Today, Carlson explains why he sees no reason for Team Glazer to have sent home employees without pay.
By JEFF CARLSON
JoeBucsFan.com analyst
It was disturbing to read that Buccaneers employees will be forced to stay home from work without pay this week. The Bucs aren’t the first team in the NFL to announce different cost-cutting measures as the owners’ lockout continues.
But what makes this disturbing locally and around the NFL is that as far as I know the league hasn’t lost any money yet (and are still nearly 100 days out from doing so). On the contrary, NFL teams have saved a fortune this offseason.
Following the combine in February, free-agency usually kicks off in March and multi-million dollar bonuses are paid to myriad of players in signing bonuses. Jeff Faine, the oft-maligned (on this site) center was one of those a couple years back. Every team goes in at different levels (e.g. Albert Haynesworth), but every team has probably saved more than the entire cost of a week’s salary for its employees simply in signing bonuses.
Besides the bonus costs of free-agency, the process of courting free-agents is anything but free. Many players are flown in and put up in nice hotels and nice dinners are had at nice restaurants.
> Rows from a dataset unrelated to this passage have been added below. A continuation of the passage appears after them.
// src/tasks/extract.rs
//! Minimal HTML helpers: balanced element lookup and visible-text extraction.
//! MediaWiki markup is regular enough that a tag scanner is all we need.

use once_cell::sync::OnceCell;
use regex::Regex;

use crate::error::ParseError;

fn re_script_style() -> &'static Regex {
    static RE: OnceCell<Regex> = OnceCell::new();
    RE.get_or_init(|| {
        Regex::new(r"(?is)<script\b.*?</script>|<style\b.*?</style>|<!--.*?-->")
            .expect("script/style regex")
    })
}

fn re_tags() -> &'static Regex {
    static RE: OnceCell<Regex> = OnceCell::new();
    RE.get_or_init(|| Regex::new(r"(?s)</?[a-zA-Z][^>]*>").expect("tag regex"))
}

fn re_blanks() -> &'static Regex {
    static RE: OnceCell<Regex> = OnceCell::new();
    RE.get_or_init(|| Regex::new(r"[ \t\u{00A0}]+").expect("blank regex"))
}

/// Inner HTML of the element whose opening tag starts at `open_start`, plus the
/// byte offset just past its closing tag. Unclosed elements run to the end.
pub(crate) fn balanced_inner<'a>(html: &'a str, open_start: usize, tag: &str) -> Option<(&'a str, usize)> {
    let open_end = open_start + html[open_start..].find('>')? + 1;
    let open_pat = format!("<{tag}");
    let close_pat = format!("</{tag}>");

    let mut depth = 1usize;
    let mut pos = open_end;
    loop {
        let Some(close) = html[pos..].find(&close_pat).map(|i| pos + i) else {
            return Some((&html[open_end..], html.len()));
        };
        match html[pos..].find(&open_pat).map(|i| pos + i) {
            Some(open) if open < close => {
                depth += 1;
                pos = open + open_pat.len();
            }
            _ => {
                depth -= 1;
                pos = close + close_pat.len();
                if depth == 0 {
                    return Some((&html[open_end..close], pos));
                }
            }
        }
    }
}

/// Start offset (at or after `from`) of the opening tag that carries `marker`
/// (e.g. `id="bodyContent"`). Occurrences of `marker` in plain text are skipped.
fn opening_tag_with(html: &str, marker: &str, mut from: usize) -> Option<usize> {
    loop {
        let at = from + html[from..].find(marker)?;
        let tag_start = html[from..at].rfind('<').map(|i| from + i);
        match tag_start {
            Some(start) if !html[start..at].contains('>') => return Some(start),
            _ => from = at + marker.len(),
        }
    }
}

/// Inner HTML of every `tag` element whose opening tag contains `marker`.
pub(crate) fn elements_with<'a>(html: &'a str, tag: &str, marker: &str) -> Vec<&'a str> {
    let mut out = Vec::new();
    let mut from = 0;
    while let Some(start) = opening_tag_with(html, marker, from) {
        match balanced_inner(html, start, tag) {
            Some((inner, end)) => {
                out.push(inner);
                from = end;
            }
            None => break,
        }
    }
    out
}

/// Remove every `tag` element carrying `marker`, content included.
pub(crate) fn remove_elements(html: &str, tag: &str, marker: &str) -> String {
    let mut out = String::with_capacity(html.len());
    let mut from = 0;
    while let Some(start) = opening_tag_with(html, marker, from) {
        let Some((_, end)) = balanced_inner(html, start, tag) else {
            break;
        };
        out.push_str(&html[from..start]);
        from = end;
    }
    out.push_str(&html[from..]);
    out
}

/// Tag-stripped, entity-decoded text. Source line breaks are kept; runs of
/// blanks collapse to one space and empty lines are dropped.
pub fn visible_text(fragment: &str) -> String {
    let no_code = re_script_style().replace_all(fragment, "");
    let no_tags = re_tags().replace_all(&no_code, "");
    let decoded = html_escape::decode_html_entities(&no_tags);

    decoded
        .lines()
        .map(|l| re_blanks().replace_all(l, " ").trim().to_string())
        .filter(|l| !l.is_empty())
        .collect::<Vec<_>>()
        .join("\n")
}

/// Visible text of the page's `bodyContent` element.
pub fn body_content_text(html: &str) -> Result<String, ParseError> {
    if html.trim().is_empty() {
        return Err(ParseError::EmptyBody);
    }
    let start =
        opening_tag_with(html, r#"id="bodyContent""#, 0).ok_or(ParseError::MissingElement("bodyContent"))?;
    let (inner, _) = balanced_inner(html, start, "div").ok_or(ParseError::MissingElement("bodyContent"))?;
    Ok(visible_text(inner))
}
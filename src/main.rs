//! Trust report service binary entrypoint.
//! Loads config, compiles the phrase table, and serves the report API.

use anyhow::Context;
use tracing_subscriber::{fmt, prelude::*, EnvFilter};

use wiki_trust_report::{api, metrics::Metrics, orchestrator_from_config, TrustConfig};

const DEFAULT_BIND_ADDR: &str = "127.0.0.1:8080";

/// `RUST_LOG` drives the filter; `LOG_FORMAT=json` switches to JSON lines.
fn init_tracing() {
    let filter = EnvFilter::try_from_default_env()
        .unwrap_or_else(|_| EnvFilter::new("report=info,tasks=info,wiki_trust_report=info,warn"));

    let json = std::env::var("LOG_FORMAT")
        .map(|v| v.eq_ignore_ascii_case("json"))
        .unwrap_or(false);

    if json {
        tracing_subscriber::registry()
            .with(filter)
            .with(fmt::layer().json())
            .init();
    } else {
        tracing_subscriber::registry()
            .with(filter)
            .with(fmt::layer().compact())
            .init();
    }
}

#[tokio::main]
async fn main() -> anyhow::Result<()> {
    // Load .env in local/dev; no-op when absent.
    let _ = dotenvy::dotenv();
    init_tracing();

    let cfg = TrustConfig::load().context("loading report config")?;
    // Malformed interest patterns stop startup here.
    let orchestrator = orchestrator_from_config(&cfg)?;
    tracing::info!(
        fanout_limit = cfg.fanout_limit,
        phrases = cfg.phrases.len(),
        timeout_secs = cfg.task_timeout_secs,
        "report config loaded"
    );

    let mut app = api::router(api::AppState::new(orchestrator));
    match Metrics::init() {
        Ok(m) => app = app.merge(m.router()),
        Err(e) => tracing::warn!(error = %e, "metrics recorder not installed"),
    }

    let addr = std::env::var("BIND_ADDR").unwrap_or_else(|_| DEFAULT_BIND_ADDR.to_string());
    let listener = tokio::net::TcpListener::bind(&addr)
        .await
        .with_context(|| format!("binding {addr}"))?;
    tracing::info!(%addr, "listening");

    axum::serve(listener, app).await.context("server error")?;
    Ok(())
}
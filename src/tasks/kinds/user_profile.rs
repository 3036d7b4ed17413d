// src/tasks/kinds/user_profile.rs
use crate::config::render_url;
use crate::error::TaskError;
use crate::tasks::extract::body_content_text;
use crate::tasks::types::{EditorRef, TaskKind, TaskOutput};
use crate::tasks::{FetchTask, TaskContext};

/// A contributor's profile page, scanned for interest phrases.
pub struct UserProfileTask {
    pub editor: EditorRef,
}

impl FetchTask for UserProfileTask {
    fn kind(&self) -> TaskKind {
        TaskKind::UserProfile(self.editor.clone())
    }

    fn url(&self, ctx: &TaskContext) -> String {
        render_url(&ctx.endpoints.user_profile, &[("editor", self.editor.as_str())])
    }

    fn parse(&self, body: &str, ctx: &TaskContext) -> Result<TaskOutput, TaskError> {
        let text = body_content_text(body)?;
        Ok(TaskOutput::Snippets(ctx.phrases.find_snippets(&text)))
    }
}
I wouldn’t hazard a guess at this cost, but let’s just say that many “regular Joe” workers around NFL offices could pay their bills quite nicely on this line-item alone.
Right after free-agency opens, the offseason training program starts and the team starts spending wads of cash on paying its players to lift weights and run around. A number of these players (usually young guys like Gerald McCoy and Brian Price) have pretty big attendance bonuses (like $500,000 or so) worked into their contracts. I don’t have those figures, but they are available through agents or elsewhere, and that money is available to be used on employees’ salaries this week, since it didn’t go to more important things like jeweled-encrusted watches and Escalades with 22″ rims.
Besides the bonuses paid to some, everyone enjoys the daily pay for their spring sweat. The Bucs paid me $50 a day in 1990 and 1991. The Patriots paid me $100 a day in 1993. I’m guessing that offseason training pay has at least doubled from those days since minimum wage has sextupled (thought you would like me throwing in a sex reference to make my stories a little racier and exciting) since the days of minimum wage being $50,000. Aren’t football stories about sex and money incredibly exhilarating?
With the Bucs usually boasting about incredible participation rates by their players, they are saving more money this offseason than other teams. At 50 players at $200 a day, that’s $10,000 a day or $40,000 a month not flowing out of their bank accounts. In the “good-old-days” we used to eat breakfast before we came to work and paid for our own lunch after, but in these recent economic boon days for the NFL, teams have gourmet food available for both of those meals every day. While that food cost could range widely and wildly, it is a cost not expensed for the last three months by any NFL team.
OTA’s, or Official Team Activities, have been completed eliminated from the schedule and those usually add significantly to the offseason training budget because they put more players up in hotels and feed them dinner, the most expensive meal of the day or give them cash per diem.
Immediately following the draft, the race is on to sign the best rookie free-agents. Now that there are only seven rounds to the draft, more quality rookies are on the streets and can require higher signing bonuses to acquire their services. While these aren’t the multi-million dollar signing bonuses that will be paid to the likes of Adrian Clayborn when the lockout ends, they are still in the $10-25,000 range and would buy quite a bit of gasoline and groceries for the employees that never got a signing bonus like that in their lives.
From what I understand, NFL teams don’t start missing “real” money until games start dropping from the schedule, so am I missing something here? The owners are making the hoi polloi miss paychecks in May, when they won’t miss any until the middle of September. At this point, training camp is a heavy August expense that won’t have to be incurred if things continue to stall in the legal process.
It would be great to get some clarification from One Buc Place on this perplexing matter, but that will have to wait a while. Because they’re on “vacation” this week.